■ **TASK INSTRUCTIONS**: Among the entries below, find all lines that include "tracing" and copy them.

■ **Saved data entries**:

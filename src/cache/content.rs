use sha2::{Digest, Sha256};
use std::fs::{self, File, OpenOptions};
use std::io::{self, Read, Seek, SeekFrom, Write};
use std::path::{Path, PathBuf};
use std::sync::atomic::{AtomicU64, Ordering};

use crate::cache::{BaseContent, CacheError, CacheResult, ContentCache, ContentVersion};
use crate::vfs::types::LocalId;

/// File bytes stored as immutable blobs under `<root>/<id>/<fingerprint>`.
///
/// A blob only appears under its final name once it is complete, so its
/// existence means the content is fully cached. Changes are staged in a
/// temporary file and renamed into place.
pub struct BlobStore {
    root: PathBuf,
    next_tmp: AtomicU64,
}

impl BlobStore {
    pub fn open(root: &Path) -> io::Result<Self> {
        fs::create_dir_all(root)?;
        let store = BlobStore {
            root: root.to_path_buf(),
            next_tmp: AtomicU64::new(0),
        };
        store.remove_partials();
        Ok(store)
    }

    pub fn root(&self) -> &Path {
        &self.root
    }

    /// Hex SHA-256 of `bytes`, the fingerprint of locally produced content.
    pub fn fingerprint(bytes: &[u8]) -> String {
        hex::encode(Sha256::digest(bytes))
    }

    pub fn contains(&self, id: LocalId, fingerprint: &str) -> bool {
        self.blob_path(id, fingerprint)
            .map(|p| p.is_file())
            .unwrap_or(false)
    }

    /// Whole content of a cached blob.
    pub fn load(&self, id: LocalId, fingerprint: &str) -> CacheResult<Vec<u8>> {
        if fingerprint.is_empty() {
            return Ok(Vec::new());
        }
        match fs::read(self.blob_path(id, fingerprint)?) {
            Ok(bytes) => Ok(bytes),
            Err(e) if e.kind() == io::ErrorKind::NotFound => Err(CacheError::NotReady(id)),
            Err(e) => Err(e.into()),
        }
    }

    /// Store downloaded content under `fingerprint`.
    pub fn store(&self, id: LocalId, fingerprint: &str, bytes: &[u8]) -> CacheResult<()> {
        let dest = self.blob_path(id, fingerprint)?;
        let tmp = self.temp_path(id)?;
        let result = fs::write(&tmp, bytes).and_then(|_| fs::rename(&tmp, &dest));
        if let Err(e) = result {
            let _ = fs::remove_file(&tmp);
            return Err(e.into());
        }
        Ok(())
    }

    /// Drop one superseded version of a node.
    pub fn discard(&self, id: LocalId, fingerprint: &str) {
        let Ok(path) = self.blob_path(id, fingerprint) else {
            return;
        };
        if let Err(e) = fs::remove_file(&path) {
            if e.kind() != io::ErrorKind::NotFound {
                tracing::debug!("Failed to discard blob {}: {}", path.display(), e);
            }
        }
    }

    /// Drop every cached version of a node.
    pub fn evict(&self, id: LocalId) {
        let dir = self.node_dir(id);
        if let Err(e) = fs::remove_dir_all(&dir) {
            if e.kind() != io::ErrorKind::NotFound {
                tracing::warn!("Failed to evict blobs of node {}: {}", id, e);
            }
        }
    }

    fn node_dir(&self, id: LocalId) -> PathBuf {
        self.root.join(id.to_string())
    }

    fn blob_path(&self, id: LocalId, fingerprint: &str) -> CacheResult<PathBuf> {
        let valid = !fingerprint.is_empty()
            && !fingerprint.starts_with('.')
            && fingerprint
                .bytes()
                .all(|b| b.is_ascii_alphanumeric() || b == b'-' || b == b'_' || b == b'.');
        if !valid {
            return Err(CacheError::Corrupt(format!(
                "invalid fingerprint {:?} for node {}",
                fingerprint, id
            )));
        }
        Ok(self.node_dir(id).join(fingerprint))
    }

    fn temp_path(&self, id: LocalId) -> io::Result<PathBuf> {
        let dir = self.node_dir(id);
        fs::create_dir_all(&dir)?;
        let n = self.next_tmp.fetch_add(1, Ordering::Relaxed);
        Ok(dir.join(format!(".{}.partial", n)))
    }

    /// Remove versions of a node other than `keep`.
    pub fn retain(&self, id: LocalId, keep: &[&str]) {
        let Ok(entries) = fs::read_dir(self.node_dir(id)) else {
            return;
        };
        for entry in entries.flatten() {
            let name = entry.file_name();
            let name = name.to_string_lossy();
            if name.starts_with('.') || keep.contains(&name.as_ref()) {
                continue;
            }
            if let Err(e) = fs::remove_file(entry.path()) {
                tracing::debug!("Failed to remove blob {}: {}", entry.path().display(), e);
            }
        }
    }

    /// Leftovers of writes interrupted by a crash.
    fn remove_partials(&self) {
        for entry in walkdir::WalkDir::new(&self.root)
            .min_depth(2)
            .max_depth(2)
            .into_iter()
            .flatten()
        {
            if entry.file_name().to_string_lossy().ends_with(".partial") {
                let _ = fs::remove_file(entry.path());
            }
        }
    }

    /// Stage a copy of `base`, let `apply` modify it, then commit it under
    /// its new fingerprint. The base blob is never touched.
    fn rewrite<F>(&self, id: LocalId, base: BaseContent<'_>, keep_base: bool, apply: F)
        -> CacheResult<ContentVersion>
    where
        F: FnOnce(&mut File) -> io::Result<()>,
    {
        let source = if keep_base && base.size > 0 {
            let path = self.blob_path(id, base.fingerprint)?;
            if !path.is_file() {
                return Err(CacheError::NotReady(id));
            }
            Some(path)
        } else {
            None
        };

        let tmp = self.temp_path(id)?;
        let staged = (|| -> CacheResult<ContentVersion> {
            if let Some(source) = &source {
                fs::copy(source, &tmp)?;
            }
            let mut file = OpenOptions::new()
                .read(true)
                .write(true)
                .create(true)
                .truncate(source.is_none())
                .open(&tmp)?;
            apply(&mut file)?;

            let size = file.metadata()?.len();
            file.seek(SeekFrom::Start(0))?;
            let mut hasher = Sha256::new();
            io::copy(&mut file, &mut hasher)?;
            let fingerprint = hex::encode(hasher.finalize());

            fs::rename(&tmp, self.blob_path(id, &fingerprint)?)?;
            Ok(ContentVersion { fingerprint, size })
        })();

        match staged {
            Ok(version) => {
                // Keep the base so readers holding the previous snapshot still succeed
                self.retain(id, &[version.fingerprint.as_str(), base.fingerprint]);
                Ok(version)
            }
            Err(e) => {
                let _ = fs::remove_file(&tmp);
                Err(e)
            }
        }
    }
}

impl ContentCache for BlobStore {
    fn read(
        &self,
        id: LocalId,
        fingerprint: &str,
        offset: u64,
        len: usize,
    ) -> CacheResult<Vec<u8>> {
        let path = self.blob_path(id, fingerprint)?;
        let mut file = match File::open(&path) {
            Ok(f) => f,
            Err(e) if e.kind() == io::ErrorKind::NotFound => {
                return Err(CacheError::NotReady(id));
            }
            Err(e) => return Err(e.into()),
        };

        file.seek(SeekFrom::Start(offset))?;
        let mut buf = Vec::with_capacity(len);
        file.take(len as u64).read_to_end(&mut buf)?;
        Ok(buf)
    }

    fn write(
        &self,
        id: LocalId,
        base: BaseContent<'_>,
        offset: u64,
        data: &[u8],
    ) -> CacheResult<ContentVersion> {
        self.rewrite(id, base, true, |file| {
            file.seek(SeekFrom::Start(offset))?;
            file.write_all(data)
        })
    }

    fn truncate(
        &self,
        id: LocalId,
        base: BaseContent<'_>,
        size: u64,
    ) -> CacheResult<ContentVersion> {
        self.rewrite(id, base, size > 0, |file| file.set_len(size))
    }
}

#[cfg(test)]
mod tests {
    use super::*;

    const EMPTY: BaseContent<'static> = BaseContent {
        fingerprint: "",
        size: 0,
    };

    fn store() -> (tempfile::TempDir, BlobStore) {
        let dir = tempfile::tempdir().unwrap();
        let store = BlobStore::open(&dir.path().join("blobs")).unwrap();
        (dir, store)
    }

    #[test]
    fn test_write_then_read() {
        let (_dir, store) = store();
        let v = store.write(2, EMPTY, 0, b"hello").unwrap();

        assert_eq!(v.size, 5);
        assert_eq!(v.fingerprint, BlobStore::fingerprint(b"hello"));
        assert_eq!(store.read(2, &v.fingerprint, 0, 5).unwrap(), b"hello");
        assert_eq!(store.read(2, &v.fingerprint, 3, 10).unwrap(), b"lo");
    }

    #[test]
    fn test_sparse_write_zero_fills_gap() {
        let (_dir, store) = store();
        let v1 = store.write(2, EMPTY, 0, b"ab").unwrap();
        let v2 = store
            .write(
                2,
                BaseContent {
                    fingerprint: &v1.fingerprint,
                    size: v1.size,
                },
                5,
                b"z",
            )
            .unwrap();

        assert_eq!(v2.size, 6);
        assert_eq!(
            store.read(2, &v2.fingerprint, 0, 16).unwrap(),
            b"ab\0\0\0z".to_vec()
        );
    }

    #[test]
    fn test_overwrite_keeps_other_ranges() {
        let (_dir, store) = store();
        let v1 = store.write(2, EMPTY, 0, b"0123456789").unwrap();
        let v2 = store
            .write(
                2,
                BaseContent {
                    fingerprint: &v1.fingerprint,
                    size: v1.size,
                },
                3,
                b"xy",
            )
            .unwrap();

        assert_eq!(store.read(2, &v2.fingerprint, 0, 10).unwrap(), b"012xy56789");
        // The base version stays readable for concurrent readers
        assert_eq!(store.read(2, &v1.fingerprint, 0, 10).unwrap(), b"0123456789");
    }

    #[test]
    fn test_read_missing_blob_is_not_ready() {
        let (_dir, store) = store();
        let err = store.read(9, "deadbeef", 0, 4).unwrap_err();
        assert!(matches!(err, CacheError::NotReady(9)));
    }

    #[test]
    fn test_write_on_uncached_base_is_not_ready() {
        let (_dir, store) = store();
        let base = BaseContent {
            fingerprint: "remote-v1",
            size: 100,
        };
        let err = store.write(4, base, 0, b"x").unwrap_err();
        assert!(matches!(err, CacheError::NotReady(4)));
    }

    #[test]
    fn test_truncate() {
        let (_dir, store) = store();
        let v1 = store.write(2, EMPTY, 0, b"hello world").unwrap();
        let base = BaseContent {
            fingerprint: &v1.fingerprint,
            size: v1.size,
        };

        let v2 = store.truncate(2, base, 5).unwrap();
        assert_eq!(v2.size, 5);
        assert_eq!(store.read(2, &v2.fingerprint, 0, 64).unwrap(), b"hello");

        // Truncating to zero never needs the base
        let uncached = BaseContent {
            fingerprint: "remote-v9",
            size: 50,
        };
        let v3 = store.truncate(3, uncached, 0).unwrap();
        assert_eq!(v3.size, 0);
    }

    #[test]
    fn test_retain_drops_previous_versions() {
        let (_dir, store) = store();
        store.store(5, "v1", b"one").unwrap();
        store.store(5, "v2", b"two").unwrap();
        assert!(store.contains(5, "v1"));

        store.retain(5, &["v2"]);

        assert!(!store.contains(5, "v1"));
        assert_eq!(store.load(5, "v2").unwrap(), b"two");
        assert!(matches!(store.load(5, "v1"), Err(CacheError::NotReady(5))));
    }

    #[test]
    fn test_rejects_path_like_fingerprints() {
        let (_dir, store) = store();
        assert!(matches!(
            store.read(1, "../escape", 0, 1),
            Err(CacheError::Corrupt(_))
        ));
    }

    #[test]
    fn test_open_removes_partials() {
        let dir = tempfile::tempdir().unwrap();
        let root = dir.path().join("blobs");
        fs::create_dir_all(root.join("7")).unwrap();
        fs::write(root.join("7/.0.partial"), b"junk").unwrap();

        let _store = BlobStore::open(&root).unwrap();
        assert!(!root.join("7/.0.partial").exists());
    }
}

■ **TASK RESPONSE**:
                tracing::debug!("Failed to discard blob {}: {}", path.display(), e);
                tracing::warn!("Failed to evict blobs of node {}: {}", id, e);
                tracing::debug!("Failed to remove blob {}: {}", entry.path().display(), e);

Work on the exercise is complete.